▶ **Collected data entries**:
::::
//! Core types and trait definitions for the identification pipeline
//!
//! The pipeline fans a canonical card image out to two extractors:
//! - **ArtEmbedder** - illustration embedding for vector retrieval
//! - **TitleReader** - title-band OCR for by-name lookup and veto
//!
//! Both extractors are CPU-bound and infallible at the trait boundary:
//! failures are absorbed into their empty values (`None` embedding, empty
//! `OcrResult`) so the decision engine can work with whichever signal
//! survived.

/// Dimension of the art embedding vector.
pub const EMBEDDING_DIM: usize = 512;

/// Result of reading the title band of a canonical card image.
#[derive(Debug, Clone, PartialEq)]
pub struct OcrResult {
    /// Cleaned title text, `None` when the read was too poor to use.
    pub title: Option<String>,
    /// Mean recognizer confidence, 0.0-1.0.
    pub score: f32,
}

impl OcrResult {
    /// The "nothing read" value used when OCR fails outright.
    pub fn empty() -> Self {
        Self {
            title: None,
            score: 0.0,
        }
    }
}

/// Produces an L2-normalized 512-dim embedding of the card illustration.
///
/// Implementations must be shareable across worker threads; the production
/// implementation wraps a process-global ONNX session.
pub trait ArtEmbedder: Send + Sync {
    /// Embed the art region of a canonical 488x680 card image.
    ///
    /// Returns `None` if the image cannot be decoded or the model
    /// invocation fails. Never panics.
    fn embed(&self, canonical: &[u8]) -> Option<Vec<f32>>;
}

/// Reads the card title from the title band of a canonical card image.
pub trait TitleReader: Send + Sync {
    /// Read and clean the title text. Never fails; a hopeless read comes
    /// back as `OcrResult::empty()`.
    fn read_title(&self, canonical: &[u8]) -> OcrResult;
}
::::
▶ **Exercise goal**: Go through the data, and copy each line in which the word "OcrResult" appears.

▶ **Result of the exercise**:
//! `OcrResult`) so the decision engine can work with whichever signal
pub struct OcrResult {
impl OcrResult {
    /// back as `OcrResult::empty()`.
    fn read_title(&self, canonical: &[u8]) -> OcrResult;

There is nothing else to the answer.